2012-02-10 00:00:00

Aydınlar ve eleştiri hakkı

27 nisan Muhtırası hakkında soruşturma başlatılmış. Yazarınının kim olduğuı başta pek bilinmeyen bu muhtırayı dönemin Genelkurmay başkanı hazırlamıdığını sonraları öğrendik. İşin ilginç tarafı şimdiye kadar birçok askerin artık iyice çoğalan davalardan dolayı sorgulandığını, tutuklandığını biliyoruz da kimsenin aklına Yaşar Büyükanıt’ı getirmediğini yeni anlıyoruz. STK’lar bu konuda pek çok girişimde bulunurdu ancak muhtıra yolu ile müdahalede bulunanlar hakkında suç duyurunda bulunmak kimsenin aklına gelmemiş demekki. Önceki dönemde sivil savcının önüne bile gelemeyen bu suçlar şimdi savcıların kendi iradeleri ile dava aşamasına gelebiliyor. Ayrıca bugünlerde bazı askeri yetkililerin intihar veya kaza yolu ile öldüğü sanısı tekrar sorgulanıyor ve aslında o dönemlerde üstü örtülmüş cinayetler olduğu ortaya çıkıyor. Öldürülen askeri yetkililerin bazılarının Kürt sorunu alanında sorunun temeline yönelik çözümleri gündeme getiren kişiler olması dikkat çekicidir.
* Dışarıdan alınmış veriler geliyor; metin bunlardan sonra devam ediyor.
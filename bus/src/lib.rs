//! Shared message channel for the room relay.
//!
//! Every room multiplexes over one named channel: publishers push serialized
//! [`Envelope`]s, a [`Subscription`] drains them in publish order, and the
//! consumer filters by the envelope's `room` tag. Publishing never blocks on
//! slow consumers; a lagging subscriber loses the oldest messages.
//!
//! # Example
//! ```
//! # async fn example() -> Result<(), bus::BusError> {
//! use bus::{Bus, Envelope};
//!
//! let bus = Bus::new("editor");
//! let mut sub = bus.subscribe();
//!
//! bus.publish(&Envelope::edit("default", "x = 1"))?;
//! if let Some(payload) = sub.next().await {
//!     assert_eq!(bus::peek_room(&payload).as_deref(), Some("default"));
//! }
//! # Ok(())
//! # }
//! ```

mod channel;
mod envelope;

pub use channel::{Bus, Subscription};
pub use envelope::{BusError, Envelope, Kind, decode, encode, peek_room};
Bu kişilerin mezarlarının tekrar açılması, fail’i meçhul kemiklerinin kimse görmez duymaz sanılarak atıldığı çukurlardan çıkarılması hesap sorulabilme anlamında önemli girişimlerdir.
367 rezaletinin yaşandığı günler  çok uzaklarda değil. Danıştay provokasyonu gibi artık olmaması gereken acemi girişimler şimdi mevzubahis bile değil. O zamanlar hükümet karşısındaki yapıya karşı net bir duruş dergilemiş ve 27 Nisan muhtırası sanallaşmıştı. Ardından zaten köhnemiş bir yapı işinde darbeler, muhtıralar planlamaya çalışanlar büyük bir bozguna uğramıştı. Ancak Türkiye gibi bir ülkede bütün bu yapılabilenler Aysbergin görünen yüzü kadardır. Aysbergin görünmeyen yüzü kadar yapılması gereken iş vardır. 
Hükümetin son zamanlardaki tavırları ilginç bir karmaşayı gösteriyor. Dokunulamaz denen konulara dokunulup tören iptalleri, Milli Güvenlik dersi konusundaki kararlar hatta son olarak andımız konusunda Hüseyin Çelik’in sözleri önemlidir. Andımız ve gençliğe hitabenin ayet gibi tartışılamayacak metinler olmadığının söylenmesi önemlidir. Ama diğer taraftan Uludere gibi konularda başta sergilenenen hissiz tavır da anlaşılamaz boyutlardadır. 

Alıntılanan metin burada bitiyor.